Overview
This is a phase Ib/II exploratory study. Phase Ib includes the dose escalation and expansion study of monotherapy, as well as the dose escalation study of combination therapy. After determining the maximum tolerated dose (MTD), a dose expansion study is conducted to observe the safety and efficacy in monotherapy. Phase II study is to further observe the safety and efficacy of TQB2930 combined with albumin-paclitaxel (cohort 3), or chemotherapy selected by investigators (cohort 4).
Eligibility
Inclusion Criteria:
- Age: 18-75 years old; Eastern Cooperative Oncology Group Performance Status (ECOG PS) score: 0~1; The expected survival is over 3 months.
- Phase Ib
- Advanced malignancies confirmed by cytology / histopathology, priority given to subjects with HER2 expression or amplification;
- Subjects with malignant tumors who have failed standard treatment or lack effective treatment;
- Confirmed presence of at least one evaluable lesion according to RECIST 1.1 criteria
- Phase II
- Hormone receptor (HR)-negative, HER2-positive breast cancer confirmed by cytology / histopathology, with evidence of local recurrence or distant metastasis, unsuitable for surgery or radiotherapy for curative purposes:
- Have not received systemic antitumor therapy for metastatic stage; Systemic use of endocrine therapy is permitted, but not exceed 2 lines;
- at least one measurable lesion that meets the RECIST 1.1 criteria.
- Major organs are functioning normally.
- Female subjects of reproductive age should agree to use contraceptive methods during the study period and until 6 months after the end of the study; Negative serum pregnancy / urine pregnancy test within 7 days prior to study enrollment and must be non-lactating subjects; Male subjects should agree to use contraception during the study and until six months after the end of the study.
Exclusion Criteria:
- Have occured other malignant tumors within 3 years prior to first dose.
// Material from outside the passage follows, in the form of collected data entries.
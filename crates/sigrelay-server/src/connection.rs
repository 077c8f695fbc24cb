//! Send handle for one WebSocket connection.

use axum::extract::ws::Utf8Bytes;
use sigrelay_core::{ConnectionKey, Outbound};
use tokio::sync::mpsc;

/// A frame queued for a connection's writer task.
///
/// Reference-counted UTF-8 bytes: a fan-out clones a pointer, and the
/// writer hands the same buffer to the socket without copying.
pub type Frame = Utf8Bytes;

/// Why a frame could not be queued for a connection.
#[derive(Debug, Clone, PartialEq, Eq, thiserror::Error)]
pub enum SendError {
    #[error("outbound queue full")]
    Full,
    #[error("connection closed")]
    Closed,
    #[error("failed to encode message: {0}")]
    Encode(String),
}

impl SendError {
    pub fn error_kind(&self) -> &'static str {
        match self {
            Self::Full => "full",
            Self::Closed => "closed",
            Self::Encode(_) => "encode",
        }
    }
}

/// Handle the relay holds for a connection it does not own.
///
/// The transport's writer task owns the receiving half; once it exits,
/// every send fails with [`SendError::Closed`].
#[derive(Clone, Debug)]
pub struct Connection {
    key: ConnectionKey,
    tx: mpsc::Sender<Frame>,
}

impl Connection {
    pub fn new(key: ConnectionKey, tx: mpsc::Sender<Frame>) -> Self {
        Self { key, tx }
    }

    /// Create a connection with a fresh key and a bounded outbound queue.
    pub fn channel(capacity: usize) -> (Self, mpsc::Receiver<Frame>) {
        let (tx, rx) = mpsc::channel(capacity.max(1));
        (Self::new(ConnectionKey::new(), tx), rx)
    }

    pub fn key(&self) -> &ConnectionKey {
        &self.key
    }

    /// Whether the writer side is still draining the queue.
    pub fn is_writable(&self) -> bool {
        !self.tx.is_closed()
    }

    /// Queue a frame without waiting. Never blocks the caller.
    pub fn send(&self, frame: Frame) -> Result<(), SendError> {
        self.tx.try_send(frame).map_err(|e| match e {
            mpsc::error::TrySendError::Full(_) => SendError::Full,
            mpsc::error::TrySendError::Closed(_) => SendError::Closed,
        })
    }

    /// Serialize a relay-originated message and queue it.
    pub fn send_outbound(&self, message: &Outbound) -> Result<(), SendError> {
        let json = message
            .to_json()
            .map_err(|e| SendError::Encode(e.to_string()))?;
        self.send(Frame::from(json))
    }
}
//! Shutdown signalling shared by the HTTP server, the relay actor and
//! every connection task.

use std::time::Duration;

use tokio::task::JoinHandle;
use tokio_util::sync::CancellationToken;
use tracing::{info, warn};

/// How long [`Shutdown::drain`] waits when no timeout is given.
const DEFAULT_DRAIN_TIMEOUT: Duration = Duration::from_secs(10);

#[derive(Clone, Debug, Default)]
pub struct Shutdown {
    token: CancellationToken,
}

impl Shutdown {
    pub fn new() -> Self {
        Self::default()
    }

    pub fn token(&self) -> CancellationToken {
        self.token.clone()
    }

    pub fn trigger(&self) {
        self.token.cancel();
    }

    pub fn is_triggered(&self) -> bool {
        self.token.is_cancelled()
    }

    /// Trigger shutdown and wait up to `timeout` for `tasks` to finish.
    /// Tasks still running afterwards are aborted.
    pub async fn drain(&self, tasks: Vec<JoinHandle<()>>, timeout: Option<Duration>) {
        let timeout = timeout.unwrap_or(DEFAULT_DRAIN_TIMEOUT);
        self.trigger();
        info!(tasks = tasks.len(), timeout_secs = timeout.as_secs(), "draining tasks");

        let aborts: Vec<_> = tasks.iter().map(JoinHandle::abort_handle).collect();
        if tokio::time::timeout(timeout, futures::future::join_all(tasks))
            .await
            .is_err()
        {
            warn!("shutdown timed out after {timeout:?}, aborting remaining tasks");
            for handle in aborts {
                handle.abort();
            }
        }
    }
}
//! The relay actor: the single task that owns the [`Registry`].
//!
//! Connection tasks never touch the registry. They send [`RelayEvent`]s
//! through a [`RelayHandle`], and the actor applies them one at a time, so
//! every lookup-then-fan-out sees a consistent registry. Sends to peers are
//! `try_send` into per-connection queues and never block the actor.

use std::time::Duration;

use sigrelay_core::ConnectionKey;
use tokio::sync::{mpsc, oneshot};
use tokio::task::JoinHandle;
use tokio_util::sync::CancellationToken;
use tracing::{debug, info};

use crate::connection::Connection;
use crate::lifecycle::{self, CloseReason};
use crate::registry::{Registry, RegistrySnapshot};
use crate::router;

/// Transport events delivered to the actor.
#[derive(Debug)]
pub enum RelayEvent {
    Opened(Connection),
    Message {
        key: ConnectionKey,
        text: String,
    },
    Closed {
        key: ConnectionKey,
        reason: CloseReason,
    },
    Snapshot(oneshot::Sender<RegistrySnapshot>),
}

/// The actor has stopped and no longer accepts events.
#[derive(Debug, Clone, Copy, PartialEq, Eq, thiserror::Error)]
#[error("relay is not running")]
pub struct RelayStopped;

/// Owner of the registry. Drive it with [`Relay::run`] or feed it events
/// directly with [`Relay::handle_event`].
pub struct Relay {
    registry: Registry,
}

impl Relay {
    pub fn new() -> Self {
        Self {
            registry: Registry::new(),
        }
    }

    pub fn registry(&self) -> &Registry {
        &self.registry
    }

    pub fn handle_event(&mut self, event: RelayEvent) {
        match event {
            RelayEvent::Opened(connection) => {
                let _ = lifecycle::on_open(&mut self.registry, connection);
            }
            RelayEvent::Message { key, text } => {
                let outcome = router::route(&mut self.registry, &key, &text);
                debug!(conn = %key, ?outcome, "routed message");
            }
            RelayEvent::Closed { key, reason } => {
                let _ = lifecycle::on_close(&mut self.registry, &key, &reason);
            }
            RelayEvent::Snapshot(reply) => {
                let _ = reply.send(self.registry.snapshot());
            }
        }
    }

    /// Process events until every handle is dropped or `cancel` fires.
    pub async fn run(mut self, mut events: mpsc::Receiver<RelayEvent>, cancel: CancellationToken) {
        info!("relay started");
        loop {
            tokio::select! {
                event = events.recv() => match event {
                    Some(event) => self.handle_event(event),
                    None => break,
                },
                () = cancel.cancelled() => break,
            }
        }
        info!(remaining = self.registry.len(), "relay stopped");
    }

    /// Spawn the actor and return a handle to it.
    pub fn spawn(queue: usize, cancel: CancellationToken) -> (RelayHandle, JoinHandle<()>) {
        let (tx, rx) = mpsc::channel(queue.max(1));
        let task = tokio::spawn(Self::new().run(rx, cancel));
        (RelayHandle { tx }, task)
    }
}

impl Default for Relay {
    fn default() -> Self {
        Self::new()
    }
}

/// Cloneable sender side of the relay actor.
#[derive(Clone, Debug)]
pub struct RelayHandle {
    tx: mpsc::Sender<RelayEvent>,
}

impl RelayHandle {
    async fn send(&self, event: RelayEvent) -> Result<(), RelayStopped> {
        self.tx.send(event).await.map_err(|_| RelayStopped)
    }

    pub async fn open(&self, connection: Connection) -> Result<(), RelayStopped> {
        self.send(RelayEvent::Opened(connection)).await
    }

    pub async fn message(&self, key: ConnectionKey, text: String) -> Result<(), RelayStopped> {
        self.send(RelayEvent::Message { key, text }).await
    }

    pub async fn close(&self, key: ConnectionKey, reason: CloseReason) -> Result<(), RelayStopped> {
        self.send(RelayEvent::Closed { key, reason }).await
    }

    pub async fn snapshot(&self) -> Result<RegistrySnapshot, RelayStopped> {
        let (reply, rx) = oneshot::channel();
        self.send(RelayEvent::Snapshot(reply)).await?;
        rx.await.map_err(|_| RelayStopped)
    }

    pub fn is_running(&self) -> bool {
        !self.tx.is_closed()
    }
}

/// Periodically log registry counts. Diagnostic only.
pub fn start_snapshot_task(
    relay: RelayHandle,
    interval: Duration,
    cancel: CancellationToken,
) -> JoinHandle<()> {
    tokio::spawn(async move {
        let mut ticker = tokio::time::interval(interval);
        // Skip the immediate first tick
        let _ = ticker.tick().await;
        loop {
            tokio::select! {
                _ = ticker.tick() => {}
                () = cancel.cancelled() => break,
            }
            match relay.snapshot().await {
                Ok(s) => info!(
                    connections = s.connections,
                    hosts = s.hosts,
                    clients = s.clients,
                    unregistered = s.unregistered,
                    "registry snapshot"
                ),
                Err(_) => break,
            }
        }
    })
}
- Unalleviated toxicity above Common Terminology Criteria for Adverse Events (CTCAE) grade 1 due to any prior treatment;
- Received major surgical treatment, open biopsy, or significant traumatic injury within 28 days prior to the first dose;
- Long-term unhealed wounds or fractures;
- Arterial/venous thrombosis events occurred within 6 months before the first dose;
- Have a history of psychotropic drug abuse and can't get rid of it or have mental disorders;
- Subject with any severe and/or uncontrolled disease;
- Subjects who have been treated with other antitumor agents such as chemotherapy, radiotherapy, or immunotherapy within 4 weeks prior to the first dose, within 5 half-lives of the drug;
- Have used traditional chinese medicine with anti-tumor indications approved by National Medical Products Administration (NMPA) within 2 weeks before the first dose;
- Severe bone injury due to bone metastasis;
- Subjects with untreated active brain metastases or meningeal metastases or cancerous meningitis;
- In the course of previous HER2-targeted therapy, Left Ventricular Ejection Fractions (LVEF) decreased to <50% or absolute LVEF decreased >15%;
- Cumulative doses of anthracyclines exceeded doxorubicin or doxorubicin liposomes >360 mg/m2;
- Uncontrolled hypercalcemia or symptomatic hypercalcemia requires continued bisphosphonate therapy
- Patients with severe hypersensitivity after the use of monoclonal antibodies;
- Has participated in other antitumor clinical trials within 4 weeks prior to the first dose.